Dataset entries:
►

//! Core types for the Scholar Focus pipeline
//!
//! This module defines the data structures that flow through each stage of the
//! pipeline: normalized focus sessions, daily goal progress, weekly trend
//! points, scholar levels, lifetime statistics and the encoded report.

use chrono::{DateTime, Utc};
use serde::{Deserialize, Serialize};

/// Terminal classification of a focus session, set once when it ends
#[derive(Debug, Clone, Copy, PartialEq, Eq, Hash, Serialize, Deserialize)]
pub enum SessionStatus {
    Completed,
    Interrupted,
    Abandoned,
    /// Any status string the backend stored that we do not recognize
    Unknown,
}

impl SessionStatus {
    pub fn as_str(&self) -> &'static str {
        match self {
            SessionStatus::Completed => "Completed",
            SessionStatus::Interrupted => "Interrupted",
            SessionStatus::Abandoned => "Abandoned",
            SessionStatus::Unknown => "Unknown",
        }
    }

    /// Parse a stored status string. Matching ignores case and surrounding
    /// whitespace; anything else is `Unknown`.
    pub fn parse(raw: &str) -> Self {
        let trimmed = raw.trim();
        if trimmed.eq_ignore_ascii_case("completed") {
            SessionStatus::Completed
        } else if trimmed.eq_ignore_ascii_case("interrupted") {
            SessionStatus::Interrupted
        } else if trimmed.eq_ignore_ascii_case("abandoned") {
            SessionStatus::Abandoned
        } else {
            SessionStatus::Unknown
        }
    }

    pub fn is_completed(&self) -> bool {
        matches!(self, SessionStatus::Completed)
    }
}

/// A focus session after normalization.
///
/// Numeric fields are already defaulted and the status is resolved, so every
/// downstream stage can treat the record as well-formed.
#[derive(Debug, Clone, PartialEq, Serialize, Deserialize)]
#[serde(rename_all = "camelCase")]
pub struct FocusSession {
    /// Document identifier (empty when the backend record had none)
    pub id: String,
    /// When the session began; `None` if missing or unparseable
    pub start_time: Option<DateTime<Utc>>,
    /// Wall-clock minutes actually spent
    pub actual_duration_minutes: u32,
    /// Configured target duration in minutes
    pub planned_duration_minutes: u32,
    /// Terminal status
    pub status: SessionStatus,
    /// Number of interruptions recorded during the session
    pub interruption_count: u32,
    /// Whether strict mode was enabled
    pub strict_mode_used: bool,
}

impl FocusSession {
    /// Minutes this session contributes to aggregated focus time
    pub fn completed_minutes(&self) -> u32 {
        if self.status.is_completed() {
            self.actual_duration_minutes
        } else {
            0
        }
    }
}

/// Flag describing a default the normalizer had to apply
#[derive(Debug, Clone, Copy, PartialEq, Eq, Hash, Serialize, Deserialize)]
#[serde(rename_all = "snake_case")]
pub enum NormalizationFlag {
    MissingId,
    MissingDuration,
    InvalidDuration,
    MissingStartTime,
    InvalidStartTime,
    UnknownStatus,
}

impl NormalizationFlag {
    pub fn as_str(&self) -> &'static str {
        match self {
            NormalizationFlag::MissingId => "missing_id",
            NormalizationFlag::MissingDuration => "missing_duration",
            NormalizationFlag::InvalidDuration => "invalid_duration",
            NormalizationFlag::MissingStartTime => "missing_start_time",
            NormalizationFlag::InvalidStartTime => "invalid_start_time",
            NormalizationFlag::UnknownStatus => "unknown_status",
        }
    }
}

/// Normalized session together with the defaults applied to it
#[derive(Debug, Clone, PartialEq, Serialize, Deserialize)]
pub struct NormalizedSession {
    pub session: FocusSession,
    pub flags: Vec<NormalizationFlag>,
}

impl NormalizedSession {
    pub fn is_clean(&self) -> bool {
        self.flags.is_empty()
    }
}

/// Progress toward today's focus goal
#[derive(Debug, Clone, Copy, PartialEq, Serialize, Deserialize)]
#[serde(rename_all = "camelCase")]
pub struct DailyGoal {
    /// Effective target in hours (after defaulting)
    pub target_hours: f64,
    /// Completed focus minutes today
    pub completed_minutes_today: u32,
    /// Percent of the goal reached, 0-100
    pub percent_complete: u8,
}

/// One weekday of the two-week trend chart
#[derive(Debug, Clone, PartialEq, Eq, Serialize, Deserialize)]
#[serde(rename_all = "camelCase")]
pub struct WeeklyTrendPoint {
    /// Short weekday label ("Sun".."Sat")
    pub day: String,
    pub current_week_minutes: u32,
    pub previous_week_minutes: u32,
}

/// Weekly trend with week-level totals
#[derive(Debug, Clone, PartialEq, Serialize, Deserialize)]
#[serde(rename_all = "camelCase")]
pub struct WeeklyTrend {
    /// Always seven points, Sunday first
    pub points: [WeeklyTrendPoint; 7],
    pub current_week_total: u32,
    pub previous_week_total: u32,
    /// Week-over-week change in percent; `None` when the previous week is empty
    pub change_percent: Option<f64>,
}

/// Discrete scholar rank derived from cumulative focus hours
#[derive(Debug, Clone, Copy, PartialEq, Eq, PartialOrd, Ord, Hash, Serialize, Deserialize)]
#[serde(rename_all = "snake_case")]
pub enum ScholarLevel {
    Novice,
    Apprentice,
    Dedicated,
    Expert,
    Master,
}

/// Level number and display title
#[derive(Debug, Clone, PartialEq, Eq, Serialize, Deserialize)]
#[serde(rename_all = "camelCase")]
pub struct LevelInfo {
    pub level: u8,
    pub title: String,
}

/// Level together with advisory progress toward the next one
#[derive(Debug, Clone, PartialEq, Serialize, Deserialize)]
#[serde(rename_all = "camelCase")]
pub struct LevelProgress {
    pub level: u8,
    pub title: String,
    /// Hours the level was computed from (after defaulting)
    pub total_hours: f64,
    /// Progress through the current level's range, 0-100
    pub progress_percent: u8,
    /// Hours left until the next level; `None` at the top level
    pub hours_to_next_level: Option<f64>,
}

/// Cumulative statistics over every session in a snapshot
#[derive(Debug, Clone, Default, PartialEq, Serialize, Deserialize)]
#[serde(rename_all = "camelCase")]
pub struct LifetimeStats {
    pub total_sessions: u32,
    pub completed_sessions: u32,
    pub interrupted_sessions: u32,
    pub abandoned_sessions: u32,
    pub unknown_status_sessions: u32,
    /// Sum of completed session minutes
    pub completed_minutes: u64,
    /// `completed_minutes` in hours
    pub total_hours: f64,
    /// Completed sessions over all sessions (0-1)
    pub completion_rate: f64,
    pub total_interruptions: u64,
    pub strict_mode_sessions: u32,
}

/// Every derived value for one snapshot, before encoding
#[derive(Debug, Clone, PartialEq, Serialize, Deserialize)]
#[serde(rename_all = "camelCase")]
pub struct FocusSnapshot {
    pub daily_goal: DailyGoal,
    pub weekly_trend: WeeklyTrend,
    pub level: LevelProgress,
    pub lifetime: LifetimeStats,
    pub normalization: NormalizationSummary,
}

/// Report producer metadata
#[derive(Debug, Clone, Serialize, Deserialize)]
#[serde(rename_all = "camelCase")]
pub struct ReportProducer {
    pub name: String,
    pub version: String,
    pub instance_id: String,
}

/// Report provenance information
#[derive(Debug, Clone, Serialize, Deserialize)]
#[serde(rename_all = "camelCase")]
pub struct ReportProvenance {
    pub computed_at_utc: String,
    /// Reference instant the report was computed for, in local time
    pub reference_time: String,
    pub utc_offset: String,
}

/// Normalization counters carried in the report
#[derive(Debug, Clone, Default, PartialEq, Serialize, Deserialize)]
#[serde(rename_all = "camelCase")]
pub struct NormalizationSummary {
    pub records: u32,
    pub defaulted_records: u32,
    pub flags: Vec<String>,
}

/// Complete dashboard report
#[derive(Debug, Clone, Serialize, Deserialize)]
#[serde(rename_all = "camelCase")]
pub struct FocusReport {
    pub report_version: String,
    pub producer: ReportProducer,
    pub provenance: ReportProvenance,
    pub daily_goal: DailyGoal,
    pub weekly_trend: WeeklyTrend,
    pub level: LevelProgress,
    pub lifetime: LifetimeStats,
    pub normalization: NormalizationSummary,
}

◄
►

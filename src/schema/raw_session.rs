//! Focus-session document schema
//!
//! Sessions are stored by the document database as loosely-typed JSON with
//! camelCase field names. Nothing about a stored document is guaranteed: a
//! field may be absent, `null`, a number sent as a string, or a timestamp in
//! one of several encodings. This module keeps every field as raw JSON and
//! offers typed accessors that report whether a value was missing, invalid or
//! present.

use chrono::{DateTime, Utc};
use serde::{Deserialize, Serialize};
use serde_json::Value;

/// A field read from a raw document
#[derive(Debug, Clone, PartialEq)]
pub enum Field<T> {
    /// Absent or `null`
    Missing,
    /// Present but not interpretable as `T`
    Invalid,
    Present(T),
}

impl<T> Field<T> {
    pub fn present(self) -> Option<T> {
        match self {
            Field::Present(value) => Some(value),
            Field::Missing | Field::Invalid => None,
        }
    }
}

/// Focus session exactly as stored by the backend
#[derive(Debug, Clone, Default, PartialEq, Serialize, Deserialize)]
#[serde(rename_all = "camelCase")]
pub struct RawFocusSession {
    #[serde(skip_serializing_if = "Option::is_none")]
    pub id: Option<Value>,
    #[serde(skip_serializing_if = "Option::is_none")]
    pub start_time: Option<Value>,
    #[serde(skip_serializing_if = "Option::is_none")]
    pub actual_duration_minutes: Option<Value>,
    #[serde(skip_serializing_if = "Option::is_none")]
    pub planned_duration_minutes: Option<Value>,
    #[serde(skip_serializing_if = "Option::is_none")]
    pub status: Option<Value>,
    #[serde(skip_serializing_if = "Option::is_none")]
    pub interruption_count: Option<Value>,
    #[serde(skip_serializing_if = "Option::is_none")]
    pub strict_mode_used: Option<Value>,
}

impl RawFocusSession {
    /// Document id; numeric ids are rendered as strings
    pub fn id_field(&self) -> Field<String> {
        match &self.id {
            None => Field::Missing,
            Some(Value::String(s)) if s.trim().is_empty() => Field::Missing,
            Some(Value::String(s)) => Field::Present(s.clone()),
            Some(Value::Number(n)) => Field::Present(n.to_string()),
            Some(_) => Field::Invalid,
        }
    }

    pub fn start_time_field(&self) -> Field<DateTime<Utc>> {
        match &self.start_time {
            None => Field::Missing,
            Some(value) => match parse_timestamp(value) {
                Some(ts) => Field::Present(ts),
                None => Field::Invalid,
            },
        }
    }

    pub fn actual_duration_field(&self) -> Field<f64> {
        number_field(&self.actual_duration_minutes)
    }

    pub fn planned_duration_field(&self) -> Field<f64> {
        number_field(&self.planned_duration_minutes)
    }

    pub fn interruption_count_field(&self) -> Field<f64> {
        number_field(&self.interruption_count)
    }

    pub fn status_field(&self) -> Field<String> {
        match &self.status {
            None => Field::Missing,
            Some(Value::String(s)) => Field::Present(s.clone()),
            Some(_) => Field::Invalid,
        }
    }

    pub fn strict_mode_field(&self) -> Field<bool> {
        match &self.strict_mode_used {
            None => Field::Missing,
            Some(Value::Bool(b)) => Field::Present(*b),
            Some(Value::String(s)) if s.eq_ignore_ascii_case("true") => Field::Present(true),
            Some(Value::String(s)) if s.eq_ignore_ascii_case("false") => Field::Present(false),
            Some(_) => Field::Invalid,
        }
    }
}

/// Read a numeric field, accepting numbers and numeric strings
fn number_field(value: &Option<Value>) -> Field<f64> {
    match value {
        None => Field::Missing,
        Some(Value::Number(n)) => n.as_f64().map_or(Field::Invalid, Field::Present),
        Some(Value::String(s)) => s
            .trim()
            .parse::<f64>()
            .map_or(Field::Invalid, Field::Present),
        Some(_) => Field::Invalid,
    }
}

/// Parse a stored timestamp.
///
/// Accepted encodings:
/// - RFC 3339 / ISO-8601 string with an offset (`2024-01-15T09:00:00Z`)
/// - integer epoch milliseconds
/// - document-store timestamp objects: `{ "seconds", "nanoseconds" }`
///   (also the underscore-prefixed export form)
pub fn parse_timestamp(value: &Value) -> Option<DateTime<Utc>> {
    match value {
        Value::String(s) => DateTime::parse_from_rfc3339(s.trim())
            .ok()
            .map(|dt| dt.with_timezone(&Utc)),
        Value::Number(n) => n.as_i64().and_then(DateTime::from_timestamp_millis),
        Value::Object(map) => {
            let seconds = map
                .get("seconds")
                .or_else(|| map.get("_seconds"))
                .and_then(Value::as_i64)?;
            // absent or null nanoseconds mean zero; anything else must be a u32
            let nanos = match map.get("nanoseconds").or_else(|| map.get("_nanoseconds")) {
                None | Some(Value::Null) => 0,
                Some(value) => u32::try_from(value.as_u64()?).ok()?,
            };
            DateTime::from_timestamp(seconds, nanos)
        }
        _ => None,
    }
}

◄

> [Assignment]
Apply a filter for "backend" to the data above, then copy each line that matches.

> [Solved problem]
    /// Any status string the backend stored that we do not recognize
    /// Document identifier (empty when the backend record had none)
/// Focus session exactly as stored by the backend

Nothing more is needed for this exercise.